(Data excerpts)
____________________

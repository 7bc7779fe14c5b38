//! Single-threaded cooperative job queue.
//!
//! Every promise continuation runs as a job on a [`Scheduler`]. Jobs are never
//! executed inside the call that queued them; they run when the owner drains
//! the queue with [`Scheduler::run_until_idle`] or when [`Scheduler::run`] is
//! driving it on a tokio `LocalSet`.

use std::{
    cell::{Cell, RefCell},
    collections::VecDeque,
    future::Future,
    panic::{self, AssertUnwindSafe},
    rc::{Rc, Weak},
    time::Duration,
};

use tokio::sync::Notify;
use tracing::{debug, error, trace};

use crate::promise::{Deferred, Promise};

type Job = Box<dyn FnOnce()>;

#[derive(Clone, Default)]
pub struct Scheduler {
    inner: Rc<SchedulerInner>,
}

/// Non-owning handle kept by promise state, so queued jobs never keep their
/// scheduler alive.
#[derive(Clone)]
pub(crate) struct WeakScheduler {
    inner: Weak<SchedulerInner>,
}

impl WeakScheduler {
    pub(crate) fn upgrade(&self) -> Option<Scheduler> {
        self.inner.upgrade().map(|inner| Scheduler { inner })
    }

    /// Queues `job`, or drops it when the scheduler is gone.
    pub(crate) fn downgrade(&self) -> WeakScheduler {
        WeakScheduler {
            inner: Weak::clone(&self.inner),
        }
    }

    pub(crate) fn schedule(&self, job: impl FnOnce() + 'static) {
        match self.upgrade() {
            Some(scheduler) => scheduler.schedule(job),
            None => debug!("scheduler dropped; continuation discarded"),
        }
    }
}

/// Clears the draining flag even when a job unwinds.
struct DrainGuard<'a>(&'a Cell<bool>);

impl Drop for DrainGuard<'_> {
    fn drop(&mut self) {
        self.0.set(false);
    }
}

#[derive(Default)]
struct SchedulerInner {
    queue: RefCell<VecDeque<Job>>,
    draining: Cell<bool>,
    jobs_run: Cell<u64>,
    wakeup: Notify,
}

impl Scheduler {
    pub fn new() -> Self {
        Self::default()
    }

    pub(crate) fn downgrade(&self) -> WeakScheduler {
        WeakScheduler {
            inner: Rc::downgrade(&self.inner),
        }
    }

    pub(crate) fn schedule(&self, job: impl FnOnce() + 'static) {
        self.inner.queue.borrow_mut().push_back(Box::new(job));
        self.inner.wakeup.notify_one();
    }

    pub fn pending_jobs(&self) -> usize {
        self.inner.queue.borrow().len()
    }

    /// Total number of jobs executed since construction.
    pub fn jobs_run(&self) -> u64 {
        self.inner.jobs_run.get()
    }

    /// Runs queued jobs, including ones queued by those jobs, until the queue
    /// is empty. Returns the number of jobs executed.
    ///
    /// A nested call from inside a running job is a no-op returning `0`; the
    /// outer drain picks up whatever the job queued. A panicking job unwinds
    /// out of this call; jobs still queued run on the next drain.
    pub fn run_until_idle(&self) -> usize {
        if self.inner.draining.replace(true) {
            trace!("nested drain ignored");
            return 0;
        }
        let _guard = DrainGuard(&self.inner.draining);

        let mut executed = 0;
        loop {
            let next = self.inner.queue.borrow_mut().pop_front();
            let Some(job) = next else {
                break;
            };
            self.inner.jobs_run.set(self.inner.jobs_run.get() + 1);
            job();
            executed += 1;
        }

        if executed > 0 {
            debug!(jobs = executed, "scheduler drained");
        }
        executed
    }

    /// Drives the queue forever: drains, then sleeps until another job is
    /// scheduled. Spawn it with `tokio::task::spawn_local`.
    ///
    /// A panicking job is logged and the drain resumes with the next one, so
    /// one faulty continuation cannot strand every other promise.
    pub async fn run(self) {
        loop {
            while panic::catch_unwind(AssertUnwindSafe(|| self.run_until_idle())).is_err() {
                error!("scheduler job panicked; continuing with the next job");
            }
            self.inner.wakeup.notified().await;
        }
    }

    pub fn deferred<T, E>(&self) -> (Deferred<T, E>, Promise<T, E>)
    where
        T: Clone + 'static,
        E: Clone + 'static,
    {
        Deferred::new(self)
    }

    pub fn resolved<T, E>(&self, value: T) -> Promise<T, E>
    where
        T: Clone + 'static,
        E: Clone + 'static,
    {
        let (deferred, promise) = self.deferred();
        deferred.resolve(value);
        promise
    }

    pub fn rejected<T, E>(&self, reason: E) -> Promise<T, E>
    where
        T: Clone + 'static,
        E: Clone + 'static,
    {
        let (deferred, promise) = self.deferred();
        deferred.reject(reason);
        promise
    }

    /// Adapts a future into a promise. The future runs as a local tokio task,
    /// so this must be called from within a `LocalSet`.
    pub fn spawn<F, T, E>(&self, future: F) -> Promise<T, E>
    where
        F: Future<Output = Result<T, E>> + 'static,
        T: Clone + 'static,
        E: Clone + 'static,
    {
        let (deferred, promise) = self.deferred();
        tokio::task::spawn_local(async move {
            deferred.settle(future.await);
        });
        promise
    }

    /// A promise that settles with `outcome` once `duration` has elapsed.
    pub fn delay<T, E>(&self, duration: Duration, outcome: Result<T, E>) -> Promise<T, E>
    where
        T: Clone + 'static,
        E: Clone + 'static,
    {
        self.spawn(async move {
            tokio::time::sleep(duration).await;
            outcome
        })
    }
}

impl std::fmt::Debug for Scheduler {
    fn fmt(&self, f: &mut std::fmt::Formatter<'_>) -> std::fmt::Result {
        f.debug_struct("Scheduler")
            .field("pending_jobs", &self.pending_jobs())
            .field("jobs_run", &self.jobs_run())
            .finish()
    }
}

____________________

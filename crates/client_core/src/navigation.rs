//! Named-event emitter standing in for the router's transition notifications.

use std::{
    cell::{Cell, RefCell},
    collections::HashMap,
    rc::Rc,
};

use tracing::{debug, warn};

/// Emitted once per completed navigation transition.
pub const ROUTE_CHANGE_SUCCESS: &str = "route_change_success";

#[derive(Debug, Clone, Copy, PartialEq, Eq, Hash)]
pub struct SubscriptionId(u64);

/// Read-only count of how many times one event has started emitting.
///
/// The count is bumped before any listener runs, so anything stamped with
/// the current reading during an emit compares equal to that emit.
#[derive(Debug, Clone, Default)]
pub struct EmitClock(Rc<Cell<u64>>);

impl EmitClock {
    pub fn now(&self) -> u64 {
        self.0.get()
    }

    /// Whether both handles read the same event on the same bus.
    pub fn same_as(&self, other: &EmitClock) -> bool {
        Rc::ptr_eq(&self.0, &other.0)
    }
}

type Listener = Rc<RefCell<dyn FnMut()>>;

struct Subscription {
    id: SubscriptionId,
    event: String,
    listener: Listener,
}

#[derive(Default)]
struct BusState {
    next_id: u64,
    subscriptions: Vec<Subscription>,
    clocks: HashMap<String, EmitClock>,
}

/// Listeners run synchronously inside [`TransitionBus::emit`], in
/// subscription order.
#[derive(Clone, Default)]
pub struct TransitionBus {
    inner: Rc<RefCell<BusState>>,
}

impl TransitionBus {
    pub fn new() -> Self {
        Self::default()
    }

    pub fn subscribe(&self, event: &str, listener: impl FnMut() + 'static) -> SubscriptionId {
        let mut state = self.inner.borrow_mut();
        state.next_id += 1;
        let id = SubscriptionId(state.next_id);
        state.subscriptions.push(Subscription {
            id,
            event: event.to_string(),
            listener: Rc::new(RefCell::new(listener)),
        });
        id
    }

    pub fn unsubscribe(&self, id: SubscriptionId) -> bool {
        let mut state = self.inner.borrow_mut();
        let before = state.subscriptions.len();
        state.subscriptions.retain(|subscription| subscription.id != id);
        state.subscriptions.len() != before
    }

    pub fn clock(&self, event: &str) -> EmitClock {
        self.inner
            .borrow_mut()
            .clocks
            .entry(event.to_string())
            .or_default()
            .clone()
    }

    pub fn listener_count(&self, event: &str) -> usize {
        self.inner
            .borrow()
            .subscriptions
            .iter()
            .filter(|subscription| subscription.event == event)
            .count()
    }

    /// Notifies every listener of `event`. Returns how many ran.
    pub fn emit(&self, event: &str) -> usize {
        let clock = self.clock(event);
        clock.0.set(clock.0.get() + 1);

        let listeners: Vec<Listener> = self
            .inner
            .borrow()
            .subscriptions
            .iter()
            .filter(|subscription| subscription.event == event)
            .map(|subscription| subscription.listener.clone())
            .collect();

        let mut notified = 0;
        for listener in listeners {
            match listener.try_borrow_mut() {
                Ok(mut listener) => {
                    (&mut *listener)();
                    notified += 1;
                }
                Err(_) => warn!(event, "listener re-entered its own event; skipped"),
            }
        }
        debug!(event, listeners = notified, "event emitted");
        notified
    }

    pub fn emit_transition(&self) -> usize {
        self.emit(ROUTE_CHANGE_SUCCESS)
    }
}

____________________

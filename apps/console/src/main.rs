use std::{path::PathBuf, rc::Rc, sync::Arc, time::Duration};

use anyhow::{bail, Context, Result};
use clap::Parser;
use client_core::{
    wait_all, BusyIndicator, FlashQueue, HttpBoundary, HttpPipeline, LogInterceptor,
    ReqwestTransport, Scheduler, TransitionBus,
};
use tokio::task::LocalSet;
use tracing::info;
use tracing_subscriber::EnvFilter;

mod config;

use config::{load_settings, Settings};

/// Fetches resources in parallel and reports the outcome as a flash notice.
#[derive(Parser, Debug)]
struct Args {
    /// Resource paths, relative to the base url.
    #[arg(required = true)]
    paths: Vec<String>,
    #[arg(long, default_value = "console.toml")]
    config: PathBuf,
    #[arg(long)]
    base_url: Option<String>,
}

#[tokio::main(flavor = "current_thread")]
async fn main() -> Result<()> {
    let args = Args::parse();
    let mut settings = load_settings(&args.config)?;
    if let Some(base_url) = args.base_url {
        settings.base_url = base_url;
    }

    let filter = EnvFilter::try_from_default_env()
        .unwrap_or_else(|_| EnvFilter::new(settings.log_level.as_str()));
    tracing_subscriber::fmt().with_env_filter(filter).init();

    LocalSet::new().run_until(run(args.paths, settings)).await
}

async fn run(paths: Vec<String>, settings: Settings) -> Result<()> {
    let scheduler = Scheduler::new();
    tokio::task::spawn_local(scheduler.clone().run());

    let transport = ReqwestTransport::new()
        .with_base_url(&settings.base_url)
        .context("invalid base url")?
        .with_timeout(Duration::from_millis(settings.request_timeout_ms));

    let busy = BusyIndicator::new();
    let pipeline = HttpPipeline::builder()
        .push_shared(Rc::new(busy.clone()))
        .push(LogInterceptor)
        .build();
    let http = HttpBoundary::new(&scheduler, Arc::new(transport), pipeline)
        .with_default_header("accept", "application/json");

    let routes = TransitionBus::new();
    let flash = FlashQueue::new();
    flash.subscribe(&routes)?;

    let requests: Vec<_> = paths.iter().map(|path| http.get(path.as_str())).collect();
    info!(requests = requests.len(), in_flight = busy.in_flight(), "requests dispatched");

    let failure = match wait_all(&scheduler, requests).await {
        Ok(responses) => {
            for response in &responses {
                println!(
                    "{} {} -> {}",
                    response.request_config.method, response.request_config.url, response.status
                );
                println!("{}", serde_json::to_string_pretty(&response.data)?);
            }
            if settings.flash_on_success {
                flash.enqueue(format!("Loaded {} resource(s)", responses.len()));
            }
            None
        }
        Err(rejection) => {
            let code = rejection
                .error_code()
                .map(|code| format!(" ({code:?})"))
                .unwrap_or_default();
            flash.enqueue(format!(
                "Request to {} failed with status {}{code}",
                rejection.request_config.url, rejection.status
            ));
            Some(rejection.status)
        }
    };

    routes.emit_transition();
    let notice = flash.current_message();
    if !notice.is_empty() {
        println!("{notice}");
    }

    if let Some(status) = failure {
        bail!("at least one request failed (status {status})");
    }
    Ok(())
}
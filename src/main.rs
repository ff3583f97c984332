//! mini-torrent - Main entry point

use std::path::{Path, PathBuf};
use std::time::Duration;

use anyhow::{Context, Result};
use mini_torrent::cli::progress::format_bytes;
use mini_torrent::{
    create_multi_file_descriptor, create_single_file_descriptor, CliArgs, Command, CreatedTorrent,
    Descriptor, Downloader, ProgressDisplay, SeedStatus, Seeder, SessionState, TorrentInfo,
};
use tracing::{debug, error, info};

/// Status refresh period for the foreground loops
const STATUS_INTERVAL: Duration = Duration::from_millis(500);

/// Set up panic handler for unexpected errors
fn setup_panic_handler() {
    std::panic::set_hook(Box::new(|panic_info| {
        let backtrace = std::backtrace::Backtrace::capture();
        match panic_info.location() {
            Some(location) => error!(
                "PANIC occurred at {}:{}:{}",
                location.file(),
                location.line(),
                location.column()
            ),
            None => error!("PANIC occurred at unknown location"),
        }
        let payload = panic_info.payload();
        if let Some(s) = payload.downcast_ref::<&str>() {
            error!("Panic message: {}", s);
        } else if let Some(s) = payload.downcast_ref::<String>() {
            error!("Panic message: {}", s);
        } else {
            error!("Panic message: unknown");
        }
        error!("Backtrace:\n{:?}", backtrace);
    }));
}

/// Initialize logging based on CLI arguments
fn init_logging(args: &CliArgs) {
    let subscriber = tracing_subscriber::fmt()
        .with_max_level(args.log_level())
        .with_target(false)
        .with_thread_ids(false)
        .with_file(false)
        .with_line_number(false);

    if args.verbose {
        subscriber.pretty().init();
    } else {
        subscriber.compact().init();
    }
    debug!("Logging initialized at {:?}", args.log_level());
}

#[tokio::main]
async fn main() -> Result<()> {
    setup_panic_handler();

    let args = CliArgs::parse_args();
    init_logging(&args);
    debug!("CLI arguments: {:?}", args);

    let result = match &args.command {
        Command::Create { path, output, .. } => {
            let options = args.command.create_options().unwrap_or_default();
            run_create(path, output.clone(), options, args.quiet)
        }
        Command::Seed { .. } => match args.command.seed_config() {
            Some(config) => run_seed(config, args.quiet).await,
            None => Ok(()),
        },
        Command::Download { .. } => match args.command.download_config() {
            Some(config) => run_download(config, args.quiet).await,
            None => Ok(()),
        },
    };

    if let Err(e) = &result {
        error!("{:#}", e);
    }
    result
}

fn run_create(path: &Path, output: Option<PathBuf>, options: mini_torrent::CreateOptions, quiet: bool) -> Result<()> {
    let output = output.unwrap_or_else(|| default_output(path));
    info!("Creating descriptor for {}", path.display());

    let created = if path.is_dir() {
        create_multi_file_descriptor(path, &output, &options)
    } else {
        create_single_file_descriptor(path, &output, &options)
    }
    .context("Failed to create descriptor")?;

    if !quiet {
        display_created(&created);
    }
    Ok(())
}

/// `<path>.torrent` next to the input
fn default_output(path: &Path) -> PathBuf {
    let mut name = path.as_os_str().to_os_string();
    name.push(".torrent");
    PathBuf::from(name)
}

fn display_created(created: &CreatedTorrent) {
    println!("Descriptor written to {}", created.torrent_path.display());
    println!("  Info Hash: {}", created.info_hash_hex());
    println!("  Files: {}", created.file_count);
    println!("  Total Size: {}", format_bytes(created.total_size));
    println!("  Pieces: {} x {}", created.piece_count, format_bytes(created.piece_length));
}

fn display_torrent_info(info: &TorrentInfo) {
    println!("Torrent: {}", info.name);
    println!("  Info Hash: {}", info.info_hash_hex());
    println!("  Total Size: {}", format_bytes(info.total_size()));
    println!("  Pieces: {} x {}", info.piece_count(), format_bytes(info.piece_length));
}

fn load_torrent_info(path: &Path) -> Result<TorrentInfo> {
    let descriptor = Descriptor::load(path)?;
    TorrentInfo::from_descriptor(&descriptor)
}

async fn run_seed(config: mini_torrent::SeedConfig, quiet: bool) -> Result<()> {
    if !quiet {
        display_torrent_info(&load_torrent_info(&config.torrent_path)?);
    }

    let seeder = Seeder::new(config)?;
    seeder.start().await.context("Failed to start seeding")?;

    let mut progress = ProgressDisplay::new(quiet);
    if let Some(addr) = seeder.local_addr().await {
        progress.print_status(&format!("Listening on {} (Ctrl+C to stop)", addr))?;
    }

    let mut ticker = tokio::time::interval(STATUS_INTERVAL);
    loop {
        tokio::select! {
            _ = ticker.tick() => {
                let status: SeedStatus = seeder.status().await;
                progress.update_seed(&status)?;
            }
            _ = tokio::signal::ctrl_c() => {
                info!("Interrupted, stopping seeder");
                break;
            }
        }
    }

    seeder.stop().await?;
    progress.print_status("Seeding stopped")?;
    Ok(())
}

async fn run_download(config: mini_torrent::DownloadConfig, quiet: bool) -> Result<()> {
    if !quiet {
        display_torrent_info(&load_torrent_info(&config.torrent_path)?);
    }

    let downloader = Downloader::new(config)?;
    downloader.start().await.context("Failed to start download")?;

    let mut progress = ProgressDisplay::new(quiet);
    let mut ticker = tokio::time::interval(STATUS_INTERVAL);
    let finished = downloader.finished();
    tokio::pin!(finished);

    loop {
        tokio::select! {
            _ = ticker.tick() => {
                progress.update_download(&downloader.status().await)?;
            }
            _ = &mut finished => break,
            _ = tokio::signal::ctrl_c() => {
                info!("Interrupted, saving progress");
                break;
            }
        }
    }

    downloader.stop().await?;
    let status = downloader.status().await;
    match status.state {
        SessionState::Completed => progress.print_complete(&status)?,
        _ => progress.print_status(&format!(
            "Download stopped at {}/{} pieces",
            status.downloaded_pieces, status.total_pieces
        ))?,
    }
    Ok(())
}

____________________

*Instructions for the task*: For the data above, give the number of lines in which the word "FnMut" appears, and nothing more.

*Answer for the task*: 2